Quantum dots (QDs), fluorescent inorganic crystals <10 nm in diameter, offer several advantages over organic dyes for labeling biological samples. They resist photobleaching, and their emission spectra are narrow enough that multiple variants (excited by one wavelength) can be distinguished in a given sample. The feasibility of using QDs for biological uses is proven in two recent articles by Jyoti Jaiswal, Sanford Simon (Rockefeller University, New York, NY), and colleagues and by Xingyong Wu, Marcel Bruchez (Quantum Dot Corporation [QDC], Hayward, CA), and colleagues. “Quantum dots were offered up as a savior for protein labeling a couple of years ago,” says Simon. “But it hadn't been shown that they could be used in vivo.”

The QDC group shows that QDs can be used to label proteins in fixed and living cells. Using two colors of IgG- and streptavidin-attached QDs, they simultaneously identified both nuclear and plasma membrane proteins with only a single filter set in fixed cells. QD emissions were four to nine times brighter than Alexa, one of the brightest organic dyes.

Simon's group extended the usage to long-term labeling of living cells. QDs covered with a stable chemical coat were taken up by endocytosis or were linked to antibodies to label specific membrane proteins. As the label did not affect cell growth or development, the stability of QD fluorescence allowed the authors to follow developing amoebae over several hours and mammalian cells for over 12 d. Simon looks forward to using QD technology to examine protein dynamics during vesicle fusion to the plasma membrane, a process not well suited to the rapidly photobleached GFP.
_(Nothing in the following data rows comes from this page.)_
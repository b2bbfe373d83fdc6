//! Demo transaction generation
//!
//! Draws from a fixed pool of realistic description/amount/category samples,
//! with amount and time-of-day jitter, spread over the requested number of
//! days. Used by `finsight seed`.

use chrono::{Duration, Timelike, Utc};
use rand::rngs::StdRng;
use rand::Rng;

use finsight_core::models::{Category, NewTransaction};

struct Sample {
    amount: f64,
    description: &'static str,
    category: Category,
    is_income: bool,
}

const fn expense(amount: f64, description: &'static str, category: Category) -> Sample {
    Sample {
        amount,
        description,
        category,
        is_income: false,
    }
}

const SAMPLES: &[Sample] = &[
    // Food & Dining
    expense(45.67, "Whole Foods Market", Category::FoodDining),
    expense(12.50, "Starbucks Coffee", Category::FoodDining),
    expense(89.23, "Restaurant Dinner", Category::FoodDining),
    expense(156.78, "Grocery Shopping Safeway", Category::FoodDining),
    expense(23.45, "McDonald's Drive Thru", Category::FoodDining),
    // Transportation
    expense(67.89, "Shell Gas Station", Category::Transportation),
    expense(15.00, "Uber Ride Downtown", Category::Transportation),
    expense(8.50, "Metro Transit Pass", Category::Transportation),
    expense(25.00, "Airport Parking Fee", Category::Transportation),
    // Shopping
    expense(234.56, "Amazon Online Purchase", Category::Shopping),
    expense(78.90, "Target Store", Category::Shopping),
    expense(145.67, "Clothing Store H&M", Category::Shopping),
    expense(56.78, "Best Buy Electronics", Category::Shopping),
    // Bills & Utilities
    expense(1250.00, "Monthly Rent Payment", Category::BillsUtilities),
    expense(89.45, "Electric Bill PG&E", Category::BillsUtilities),
    expense(65.00, "Internet Service Comcast", Category::BillsUtilities),
    expense(45.99, "Phone Bill Verizon", Category::BillsUtilities),
    expense(34.56, "Water Utility Bill", Category::BillsUtilities),
    // Entertainment
    expense(15.99, "Netflix Subscription", Category::Entertainment),
    expense(9.99, "Spotify Premium", Category::Entertainment),
    expense(45.00, "Movie Theater Tickets", Category::Entertainment),
    expense(67.89, "Concert Ticket", Category::Entertainment),
    // Healthcare
    expense(25.00, "Pharmacy CVS Prescription", Category::Healthcare),
    expense(150.00, "Doctor Visit Copay", Category::Healthcare),
    expense(89.99, "Dental Cleaning", Category::Healthcare),
    // Income
    Sample {
        amount: 4500.00,
        description: "Salary Deposit",
        category: Category::Income,
        is_income: true,
    },
    Sample {
        amount: 750.00,
        description: "Freelance Payment",
        category: Category::Income,
        is_income: true,
    },
    Sample {
        amount: 125.00,
        description: "Investment Dividend",
        category: Category::Income,
        is_income: true,
    },
    Sample {
        amount: 50.00,
        description: "Cashback Reward",
        category: Category::Income,
        is_income: true,
    },
];

/// Generate 1-5 sampled transactions per day for the trailing `days_back` days
pub fn generate(user_id: &str, days_back: u32, rng: &mut StdRng) -> Vec<NewTransaction> {
    let base = Utc::now();
    let mut transactions = Vec::new();

    for day in 0..days_back {
        let per_day = rng.gen_range(1..=5);
        let midnight = (base - Duration::days(day as i64))
            .with_hour(0)
            .and_then(|d| d.with_minute(0))
            .and_then(|d| d.with_second(0))
            .and_then(|d| d.with_nanosecond(0))
            .unwrap_or(base);

        for _ in 0..per_day {
            let sample = &SAMPLES[rng.gen_range(0..SAMPLES.len())];
            let variation = rng.gen_range(0.8..1.2);
            let date = midnight
                + Duration::hours(rng.gen_range(6..=22))
                + Duration::minutes(rng.gen_range(0..60));

            transactions.push(NewTransaction {
                user_id: user_id.to_string(),
                amount: (sample.amount * variation * 100.0).round() / 100.0,
                description: sample.description.to_string(),
                category: Some(sample.category),
                predicted_category: None,
                confidence_score: None,
                date,
                is_income: sample.is_income,
            });
        }
    }

    transactions
}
In the future, nonendocytic organelles may be specifically labeled by conjugating QDs to a signal peptide that will target them to the desired organelle. Labeling of specific nonmembrane-associated proteins inside a living cell may be done by conjugation of the QDs to protein-specific ligands or antibodies. However, for now, those labels will have to be delivered into the cell using the same invasive techniques as for conventional membrane-impermeant dyes. ▪


Jaiswal, J., et al. 2002. Nat. Biotech. 10.1038/nbt767.

Wu, X., et al. 2002. Nat. Biotech. 10.1038/nbt764.